> **Exercise brief**: Copy all lines in the material holding the string "tests".

> **Provided information**:
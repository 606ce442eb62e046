//! In-memory journey graph store.
//!
//! Storage and mutation primitives only: signal semantics live in the
//! [builder](crate::builder), derived statistics in the
//! [scorer](crate::scorer).

use std::collections::{BTreeMap, BTreeSet};

use crate::types::{EdgeKey, EdgeStats, NodeId, NodeKind, Session};

/// The directed multigraph of intents, content, and outcomes.
///
/// Uses BTreeMap/BTreeSet for deterministic iteration order. Nodes, edges,
/// and sessions are created by the builder on signal ingestion and destroyed
/// only by [`clear`](Self::clear).
///
/// The generation counter is the cache-invalidation backbone: it increases
/// on every mutating call, and scorer cache keys are generation-qualified,
/// so a mutation invalidates all previously cached scores without touching
/// the cache itself.
#[derive(Debug, Clone, Default)]
pub struct JourneyGraph {
    /// All nodes, keyed by (kind, id).
    nodes: BTreeSet<NodeId>,
    /// Weighted edges, keyed by (from, to).
    edges: BTreeMap<EdgeKey, EdgeStats>,
    /// Sessions by id.
    sessions: BTreeMap<String, Session>,
    /// Monotonically increasing mutation counter.
    generation: u64,
}

impl JourneyGraph {
    /// Create a new empty graph.
    pub fn new() -> Self {
        Self::default()
    }

    /// Current generation. Increases on every mutating call.
    pub fn generation(&self) -> u64 {
        self.generation
    }

    /// Bump the generation counter by one.
    pub fn bump_generation(&mut self) {
        self.generation += 1;
    }

    /// Resolve-or-create a node. Returns the id for chaining.
    pub fn touch_node(&mut self, node: NodeId) -> NodeId {
        self.nodes.insert(node.clone());
        node
    }

    /// Record one traversal of the edge `(from, to)`, attributing `value`
    /// when the traversal ends at a Conversion outcome.
    pub fn record_traversal(&mut self, from: NodeId, to: NodeId, value: Option<f64>) {
        self.edges
            .entry(EdgeKey::new(from, to))
            .or_default()
            .record(value);
    }

    /// Insert a new session. The builder checks for an existing session
    /// before calling this.
    pub fn insert_session(&mut self, session: Session) {
        self.sessions.insert(session.id.clone(), session);
    }

    /// Look up a session by id.
    pub fn session(&self, id: &str) -> Option<&Session> {
        self.sessions.get(id)
    }

    /// Mutable session lookup, used by the builder to extend paths.
    pub fn session_mut(&mut self, id: &str) -> Option<&mut Session> {
        self.sessions.get_mut(id)
    }

    /// Reset nodes, edges, and sessions to empty and bump the generation.
    ///
    /// Idempotent: clearing an already-empty graph is a no-op other than
    /// the generation increment.
    pub fn clear(&mut self) {
        self.nodes.clear();
        self.edges.clear();
        self.sessions.clear();
        self.generation += 1;
    }

    /// All nodes in canonical order.
    pub fn nodes(&self) -> impl Iterator<Item = &NodeId> {
        self.nodes.iter()
    }

    /// Nodes of one kind, in canonical order.
    pub fn nodes_of_kind(&self, kind: NodeKind) -> impl Iterator<Item = &NodeId> {
        self.nodes.iter().filter(move |n| n.kind == kind)
    }

    /// All edges in canonical order.
    pub fn edges(&self) -> impl Iterator<Item = (&EdgeKey, &EdgeStats)> {
        self.edges.iter()
    }

    /// Stats for one edge.
    pub fn edge(&self, key: &EdgeKey) -> Option<&EdgeStats> {
        self.edges.get(key)
    }

    /// All sessions in id order.
    pub fn sessions(&self) -> impl Iterator<Item = &Session> {
        self.sessions.values()
    }

    /// Number of nodes.
    pub fn num_nodes(&self) -> usize {
        self.nodes.len()
    }

    /// Number of edges.
    pub fn num_edges(&self) -> usize {
        self.edges.len()
    }

    /// Number of sessions.
    pub fn num_sessions(&self) -> usize {
        self.sessions.len()
    }
}
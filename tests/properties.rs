//! Property tests over arbitrary signal streams.
//!
//! The engine must hold its documented invariants for any input the
//! instrumentation pipeline could produce: rates stay in [0, 1], rankings
//! stay monotone, and ingestion never panics regardless of signal order.

use proptest::prelude::*;

use journey_kernel::{AnalyticsQuery, GraphBuilder, QueryEngine, Signal};

/// A small id universe so generated streams actually collide on sessions,
/// intents, and content.
fn id_strategy(prefix: &'static str) -> impl Strategy<Value = String> {
    (0u8..6).prop_map(move |n| format!("{prefix}{n}"))
}

fn signal_strategy() -> impl Strategy<Value = Signal> {
    prop_oneof![
        3 => (id_strategy("s"), id_strategy("i"), id_strategy("c"), 0i64..1_000_000).prop_map(
            |(session_id, intent, content_id, timestamp)| Signal::Visit {
                session_id,
                intent,
                source: "organic".to_string(),
                content_id,
                timestamp,
            }
        ),
        1 => (id_strategy("s"), 0.0f64..500.0, 0i64..1_000_000).prop_map(
            |(session_id, value, timestamp)| Signal::Conversion {
                session_id,
                outcome: "booking".to_string(),
                value,
                timestamp,
            }
        ),
        1 => (id_strategy("s"), proptest::option::of(id_strategy("o")), 0i64..1_000_000)
            .prop_map(|(session_id, outcome, timestamp)| Signal::Bounce {
                session_id,
                outcome,
                timestamp,
            }),
    ]
}

fn ingest(signals: &[Signal]) -> (GraphBuilder, QueryEngine) {
    let builder = GraphBuilder::new();
    let engine = QueryEngine::new(&builder);
    for signal in signals {
        // Rejections (closed sessions, unknown sessions) are expected in a
        // random stream; the contract is that they never corrupt state
        let _ = builder.process_signal(signal);
    }
    (builder, engine)
}

proptest! {
    #[test]
    fn failure_rates_stay_in_unit_interval(signals in prop::collection::vec(signal_strategy(), 0..120)) {
        let (_builder, engine) = ingest(&signals);

        for row in engine.failing_intents(usize::MAX).results {
            prop_assert!((0.0..=1.0).contains(&row.failure_rate));
            prop_assert!(row.bounces <= row.sessions);
        }
        for row in engine.breaking_content(usize::MAX).results {
            prop_assert!((0.0..=1.0).contains(&row.break_rate));
        }
        for row in engine.drop_off_points(usize::MAX).results {
            prop_assert!((0.0..=1.0).contains(&row.drop_off_rate));
        }
    }

    #[test]
    fn rankings_are_non_increasing(signals in prop::collection::vec(signal_strategy(), 0..120)) {
        let (_builder, engine) = ingest(&signals);

        let report = engine.failing_intents(usize::MAX);
        for pair in report.results.windows(2) {
            prop_assert!(pair[0].failure_rate >= pair[1].failure_rate);
        }

        let report = engine.drop_off_points(usize::MAX);
        for pair in report.results.windows(2) {
            prop_assert!(pair[0].drop_off_rate >= pair[1].drop_off_rate);
        }

        let report = engine.high_value_paths(usize::MAX);
        for pair in report.results.windows(2) {
            prop_assert!(pair[0].value >= pair[1].value);
        }

        let report = engine.conversion_paths(usize::MAX);
        for pair in report.results.windows(2) {
            prop_assert!(pair[0].frequency >= pair[1].frequency);
        }
    }

    #[test]
    fn repeated_execution_is_deterministic(signals in prop::collection::vec(signal_strategy(), 0..80)) {
        let (_builder, engine) = ingest(&signals);

        for query in [
            AnalyticsQuery::FailingIntents { limit: 16 },
            AnalyticsQuery::BreakingContent { limit: 16 },
            AnalyticsQuery::HighValuePaths { limit: 16 },
            AnalyticsQuery::DropOffPoints { limit: 16 },
            AnalyticsQuery::ConversionPaths { limit: 16 },
            AnalyticsQuery::IntentFlow { intent: None, limit: 16 },
        ] {
            let first = engine.execute(&query);
            let second = engine.execute(&query);
            prop_assert_eq!(&first.results, &second.results);

            // Cache-populated and freshly computed results must agree
            engine.scorer().clear_cache();
            let fresh = engine.execute(&query);
            prop_assert_eq!(&first.results, &fresh.results);
        }
    }

    #[test]
    fn clear_always_yields_empty_reports(signals in prop::collection::vec(signal_strategy(), 0..80)) {
        let (builder, engine) = ingest(&signals);
        builder.clear();

        prop_assert!(engine.failing_intents(16).results.is_empty());
        prop_assert!(engine.intent_flow(None, 16).results.is_empty());
        prop_assert!(engine.conversion_paths(16).results.is_empty());
    }
}
//! Behavioral signals consumed by the graph builder.
//!
//! Signals are the transient input of the engine: one observed event per
//! call, tagged with a session id and timestamp. They are not retained as
//! such: the builder folds each into the graph and discards it.

use serde::{Deserialize, Serialize};

/// One observed behavioral event.
///
/// The wire shape matches the instrumentation pipeline:
///
/// ```json
/// { "type": "visit", "sessionId": "s1", "intent": "search",
///   "source": "organic", "contentId": "paris-guide", "timestamp": 1710000000000 }
/// ```
///
/// Timestamps are unix milliseconds.
#[derive(Debug, Clone, PartialEq, Serialize, Deserialize)]
#[serde(tag = "type", rename_all = "snake_case", rename_all_fields = "camelCase")]
pub enum Signal {
    /// A page visit: the session saw `content_id` while pursuing `intent`.
    Visit {
        /// Per-visitor session identifier.
        session_id: String,
        /// Declared visitor goal.
        intent: String,
        /// Traffic source (organic, referral, ...). Carried for the caller;
        /// the graph does not key anything on it.
        source: String,
        /// Identifier of the visited content.
        content_id: String,
        /// Event time, unix milliseconds.
        timestamp: i64,
    },
    /// A terminal conversion with an attributed monetary value.
    Conversion {
        /// Per-visitor session identifier.
        session_id: String,
        /// Conversion outcome identifier (e.g. "booking").
        outcome: String,
        /// Value attributed to the conversion.
        value: f64,
        /// Event time, unix milliseconds.
        timestamp: i64,
    },
    /// A terminal bounce.
    Bounce {
        /// Per-visitor session identifier.
        session_id: String,
        /// Optional outcome identifier; defaults to "bounce" when absent.
        #[serde(default, skip_serializing_if = "Option::is_none")]
        outcome: Option<String>,
        /// Event time, unix milliseconds.
        timestamp: i64,
    },
}

impl Signal {
    /// The session this signal belongs to.
    pub fn session_id(&self) -> &str {
        match self {
            Self::Visit { session_id, .. }
            | Self::Conversion { session_id, .. }
            | Self::Bounce { session_id, .. } => session_id,
        }
    }

    /// Event time, unix milliseconds.
    pub fn timestamp(&self) -> i64 {
        match self {
            Self::Visit { timestamp, .. }
            | Self::Conversion { timestamp, .. }
            | Self::Bounce { timestamp, .. } => *timestamp,
        }
    }

    /// Whether this signal terminates a session.
    pub fn is_terminal(&self) -> bool {
        !matches!(self, Self::Visit { .. })
    }
}
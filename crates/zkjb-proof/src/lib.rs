#![deny(missing_docs)]

//! # zkjb-proof — Simulated Zero-Knowledge Layer
//!
//! Provides a trait-based proof-provider abstraction with two
//! implementations: a deterministic mock (SHA-256 digests with a simulated
//! delay) and a network-backed stub with the same signatures.
//!
//! ## Architecture
//!
//! - **Hashing** ([`hash`]): `policy_hash()` and `derive_nullifier()` — the
//!   two deterministic fingerprints the whole flow rests on.
//! - **Traits** ([`traits`]): the [`ProofProvider`] trait is the
//!   compile-time contract that keeps mock and network implementations
//!   interchangeable at call sites.
//! - **Mock** ([`mock`]): [`MockProofProvider`] simulates proof generation
//!   and verification with fixed delays. Transparent and deterministic —
//!   **no zero-knowledge privacy**; it exists so the application flow can
//!   be exercised end to end without a proving backend.
//! - **Network** ([`network`]): [`NetworkProofProvider`] speaks HTTP to an
//!   external prover/verifier. Non-functional without a live endpoint;
//!   every failure maps to an error the adapter can fall back from.
//! - **Adapter** ([`adapter`]): [`ProofAdapter`] selects the provider once
//!   at startup from configuration and handles network-to-mock fallback,
//!   replacing scattered runtime conditionals.

pub mod adapter;
pub mod hash;
pub mod mock;
pub mod network;
pub mod traits;

pub use adapter::{AdapterMode, ConfigStatus, ProofAdapter, ProofConfig};
pub use hash::{derive_nullifier, policy_hash};
pub use mock::{MockDelays, MockProofProvider};
pub use network::{NetworkConfig, NetworkProofProvider};
pub use traits::{ProofBackend, ProofBundle, ProofError, ProofProvider, ProofToken, PublicInputs, SubmitReceipt};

> **Result for this exercise**:
filename tests/properties.rs
//! Property tests over arbitrary signal streams.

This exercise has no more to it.